Gross margins are expected to expand up to fifty basis points versus the prior year, including 35 basis points of foreign exchange headwinds. Gross margins previously had been expected to be flat. Friend said the improved margin outlook reflected the stronger than planned return to normalized inventory levels and lower than expected markdown activity across its portfolio. Quarterly sequential improvement is expected, with Q3 gross margin expansion to be roughly flat versus the prior year.
For the full year, SG&A is expected to grow low-single-digits driven by increased variable costs associated with its improved revenue outlook, as well as amplified investments in marketing. Across gross margin and SG&A, approximately $315 million of nonrecurring execution costs associated with simplifying its organizational structure, of which approximately $220 million dollars was incurred in the first half of this fiscal year, is expected.
Friend said Nike plans to accelerate investment levels from the first half to “capitalize on the relative speed of our recovery and our financial strength.”
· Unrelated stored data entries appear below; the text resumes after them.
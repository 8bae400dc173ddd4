//! Raster transformer backed by the `image` crate.
//!
//! Every derivation is an independent decode / redraw / encode pass. An
//! undecodable source is a hard `TransformError`; encode-side trouble in
//! the compression path falls back to the original bytes.

use std::io::Cursor;

use base64::Engine as _;
use base64::engine::general_purpose::STANDARD as BASE64;
use image::codecs::jpeg::JpegEncoder;
use image::codecs::webp::WebPEncoder;
use image::imageops::FilterType;
use image::{DynamicImage, ExtendedColorType, ImageEncoder, ImageFormat};

use mediadesk_core::domain::Platform;
use mediadesk_core::error::TransformError;
use mediadesk_core::ports::{EncodedImage, ImageTransformer};

/// Longest output dimension for the compressed variant.
const COMPRESS_MAX_DIMENSION: u32 = 1920;

/// Target upper bound for the compressed variant, in bytes.
const COMPRESS_TARGET_BYTES: usize = 1024 * 1024;

/// JPEG qualities tried in order while the output exceeds the target.
const COMPRESS_QUALITY_SWEEP: [u8; 6] = [85, 75, 65, 55, 45, 35];

/// Thumbnail bounding box edge.
const THUMBNAIL_SIZE: u32 = 300;

#[derive(Debug, Default, Clone, Copy)]
pub struct RasterTransformer;

impl RasterTransformer {
    pub fn new() -> Self {
        Self
    }

    fn decode(bytes: &[u8]) -> Result<DynamicImage, TransformError> {
        image::load_from_memory(bytes).map_err(|e| TransformError::Decode(e.to_string()))
    }

    fn encode_jpeg(img: &DynamicImage, quality: u8) -> Result<Vec<u8>, TransformError> {
        // JPEG has no alpha channel.
        let rgb = img.to_rgb8();
        let mut buf = Vec::new();
        JpegEncoder::new_with_quality(&mut buf, quality)
            .write_image(
                rgb.as_raw(),
                rgb.width(),
                rgb.height(),
                ExtendedColorType::Rgb8,
            )
            .map_err(|e| TransformError::Encode(e.to_string()))?;
        Ok(buf)
    }

    fn encode_png(img: &DynamicImage) -> Result<Vec<u8>, TransformError> {
        let mut buf = Vec::new();
        img.write_to(&mut Cursor::new(&mut buf), ImageFormat::Png)
            .map_err(|e| TransformError::Encode(e.to_string()))?;
        Ok(buf)
    }

    fn encode_webp(img: &DynamicImage) -> Result<Vec<u8>, TransformError> {
        let rgba = img.to_rgba8();
        let mut buf = Vec::new();
        WebPEncoder::new_lossless(&mut buf)
            .encode(
                rgba.as_raw(),
                rgba.width(),
                rgba.height(),
                ExtendedColorType::Rgba8,
            )
            .map_err(|e| TransformError::Encode(e.to_string()))?;
        Ok(buf)
    }

    /// Encode in the source format where the encoder supports it,
    /// otherwise JPEG. Quality applies to JPEG only; PNG is lossless and
    /// the bundled WebP encoder has no lossy mode.
    fn encode_as(
        img: &DynamicImage,
        mime_type: &str,
        quality: u8,
    ) -> Result<EncodedImage, TransformError> {
        let (bytes, mime) = match mime_type {
            "image/png" => (Self::encode_png(img)?, "image/png"),
            "image/webp" => (Self::encode_webp(img)?, "image/webp"),
            _ => (Self::encode_jpeg(img, quality)?, "image/jpeg"),
        };
        Ok(EncodedImage {
            bytes,
            mime_type: mime.to_string(),
        })
    }
}

impl ImageTransformer for RasterTransformer {
    fn compress(&self, bytes: &[u8], mime_type: &str) -> Result<EncodedImage, TransformError> {
        let img = Self::decode(bytes)?;

        let over_cap = img.width().max(img.height()) > COMPRESS_MAX_DIMENSION;
        let resized = if over_cap {
            img.resize(
                COMPRESS_MAX_DIMENSION,
                COMPRESS_MAX_DIMENSION,
                FilterType::Lanczos3,
            )
        } else {
            img
        };

        let encoded = if mime_type == "image/jpeg" {
            // Walk the quality sweep until the target size is met; keep the
            // last attempt if it never is.
            let mut best = None;
            for quality in COMPRESS_QUALITY_SWEEP {
                match Self::encode_jpeg(&resized, quality) {
                    Ok(buf) => {
                        let done = buf.len() <= COMPRESS_TARGET_BYTES;
                        best = Some(buf);
                        if done {
                            break;
                        }
                    }
                    Err(e) => {
                        tracing::warn!(error = %e, "jpeg compression pass failed, keeping original");
                        break;
                    }
                }
            }
            best
        } else {
            match Self::encode_as(&resized, mime_type, 85) {
                Ok(encoded) => Some(encoded.bytes),
                Err(e) => {
                    tracing::warn!(error = %e, "compression failed, keeping original");
                    None
                }
            }
        };

        // The dimension cap wins; otherwise never hand back something
        // bigger than what came in.
        match encoded {
            Some(buf) if over_cap || buf.len() < bytes.len() => Ok(EncodedImage {
                bytes: buf,
                mime_type: mime_type.to_string(),
            }),
            _ => Ok(EncodedImage {
                bytes: bytes.to_vec(),
                mime_type: mime_type.to_string(),
            }),
        }
    }

    fn thumbnail(&self, bytes: &[u8]) -> Result<EncodedImage, TransformError> {
        let img = Self::decode(bytes)?;
        let scaled = img.resize(THUMBNAIL_SIZE, THUMBNAIL_SIZE, FilterType::Lanczos3);
        Ok(EncodedImage {
            bytes: Self::encode_jpeg(&scaled, 80)?,
            mime_type: "image/jpeg".to_string(),
        })
    }

    fn platform_crop(
        &self,
        bytes: &[u8],
        mime_type: &str,
        platform: Platform,
    ) -> Result<EncodedImage, TransformError> {
        let Some((width, height)) = platform.crop_dimensions() else {
            // `all` has no single crop target.
            return Ok(EncodedImage {
                bytes: bytes.to_vec(),
                mime_type: mime_type.to_string(),
            });
        };

        let img = Self::decode(bytes)?;
        // Center-crop to the target ratio, then scale to exact dimensions.
        let cropped = img.resize_to_fill(width, height, FilterType::Lanczos3);
        Self::encode_as(&cropped, mime_type, 90)
    }

    fn blur_placeholder(&self, bytes: &[u8]) -> Result<String, TransformError> {
        let img = Self::decode(bytes)?;
        let tiny = img.resize_exact(10, 10, FilterType::Triangle);
        let jpeg = Self::encode_jpeg(&tiny, 10)?;
        Ok(format!("data:image/jpeg;base64,{}", BASE64.encode(jpeg)))
    }

    fn dimensions(&self, bytes: &[u8]) -> Result<(u32, u32), TransformError> {
        let img = Self::decode(bytes)?;
        Ok((img.width(), img.height()))
    }
}

#[cfg(test)]
mod tests {
    use super::*;
    use image::{ImageBuffer, Rgb};

    fn test_image(width: u32, height: u32, format: ImageFormat) -> Vec<u8> {
        let img = DynamicImage::ImageRgb8(ImageBuffer::from_fn(width, height, |x, y| {
            Rgb([(x % 256) as u8, (y % 256) as u8, 128])
        }));
        let mut buf = Vec::new();
        img.write_to(&mut Cursor::new(&mut buf), format).unwrap();
        buf
    }

    fn decoded_dimensions(encoded: &EncodedImage) -> (u32, u32) {
        let img = image::load_from_memory(&encoded.bytes).unwrap();
        (img.width(), img.height())
    }

    #[test]
    fn thumbnail_long_edge_is_300_and_aspect_preserved() {
        let t = RasterTransformer::new();
        let src = test_image(800, 600, ImageFormat::Png);

        let thumb = t.thumbnail(&src).unwrap();

        assert_eq!(thumb.mime_type, "image/jpeg");
        let (w, h) = decoded_dimensions(&thumb);
        assert_eq!(w.max(h), 300);
        assert_eq!((w, h), (300, 225));
    }

    #[test]
    fn thumbnail_of_portrait_input_caps_height() {
        let t = RasterTransformer::new();
        let src = test_image(400, 800, ImageFormat::Png);

        let thumb = t.thumbnail(&src).unwrap();

        let (w, h) = decoded_dimensions(&thumb);
        assert_eq!((w, h), (150, 300));
    }

    #[test]
    fn platform_crop_hits_exact_dimensions_for_any_input_aspect() {
        let t = RasterTransformer::new();
        for (src_w, src_h) in [(2000, 500), (500, 2000), (1080, 1080)] {
            let src = test_image(src_w, src_h, ImageFormat::Jpeg);
            for platform in [Platform::Instagram, Platform::Twitter, Platform::Facebook] {
                let out = t.platform_crop(&src, "image/jpeg", platform).unwrap();
                let expected = platform.crop_dimensions().unwrap();
                assert_eq!(decoded_dimensions(&out), expected);
            }
        }
    }

    #[test]
    fn platform_crop_for_all_returns_source_unchanged() {
        let t = RasterTransformer::new();
        let src = test_image(100, 100, ImageFormat::Png);
        let out = t.platform_crop(&src, "image/png", Platform::All).unwrap();
        assert_eq!(out.bytes, src);
        assert_eq!(out.mime_type, "image/png");
    }

    #[test]
    fn compress_never_errors_for_a_decodable_image() {
        let t = RasterTransformer::new();
        for format in [ImageFormat::Jpeg, ImageFormat::Png, ImageFormat::WebP] {
            let mime = match format {
                ImageFormat::Jpeg => "image/jpeg",
                ImageFormat::Png => "image/png",
                _ => "image/webp",
            };
            let src = test_image(640, 480, format);
            let out = t.compress(&src, mime).unwrap();
            assert!(out.bytes.len() <= src.len());
        }
    }

    #[test]
    fn compress_caps_longest_dimension_at_1920() {
        let t = RasterTransformer::new();
        let src = test_image(2400, 1200, ImageFormat::Jpeg);

        let out = t.compress(&src, "image/jpeg").unwrap();

        let img = image::load_from_memory(&out.bytes).unwrap();
        assert!(img.width().max(img.height()) <= 1920);
    }

    #[test]
    fn compress_fails_for_undecodable_input() {
        let t = RasterTransformer::new();
        let err = t.compress(b"definitely not an image", "image/jpeg");
        assert!(matches!(err, Err(TransformError::Decode(_))));
    }

    #[test]
    fn thumbnail_fails_for_undecodable_input() {
        let t = RasterTransformer::new();
        assert!(matches!(
            t.thumbnail(b"garbage"),
            Err(TransformError::Decode(_))
        ));
    }

    #[test]
    fn blur_placeholder_is_an_inline_jpeg_data_url() {
        let t = RasterTransformer::new();
        let src = test_image(200, 100, ImageFormat::Png);

        let data_url = t.blur_placeholder(&src).unwrap();

        let encoded = data_url.strip_prefix("data:image/jpeg;base64,").unwrap();
        let jpeg = BASE64.decode(encoded).unwrap();
        let img = image::load_from_memory(&jpeg).unwrap();
        assert_eq!((img.width(), img.height()), (10, 10));
    }

    #[test]
    fn dimensions_reports_source_size() {
        let t = RasterTransformer::new();
        let src = test_image(321, 123, ImageFormat::Png);
        assert_eq!(t.dimensions(&src).unwrap(), (321, 123));
    }
}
Marketing as a percent of revenue is expected to gradually increase versus recent quarters in part to reflect the return of many sporting events but to fund “significant growth opportunities” in women’s, apparel, digital and Jordan Brand.
Further investments in the second half will support its “digital-first supply chain” with a new regional service center recently opened in Los Angeles to support peak holiday demand. Personalization, dynamic pricing and adding RFID capabilities to EMEA stores are other investment priorities. The pace of store openings will increase with an additional 30 set to open in the second half of this fiscal year and even more in fiscal 2022, supporting accelerated growth in women’s, digital and apparel. In the second quarter, openings included two Nike Live and six Nike Unite, Nike’s next-generation factory store concept.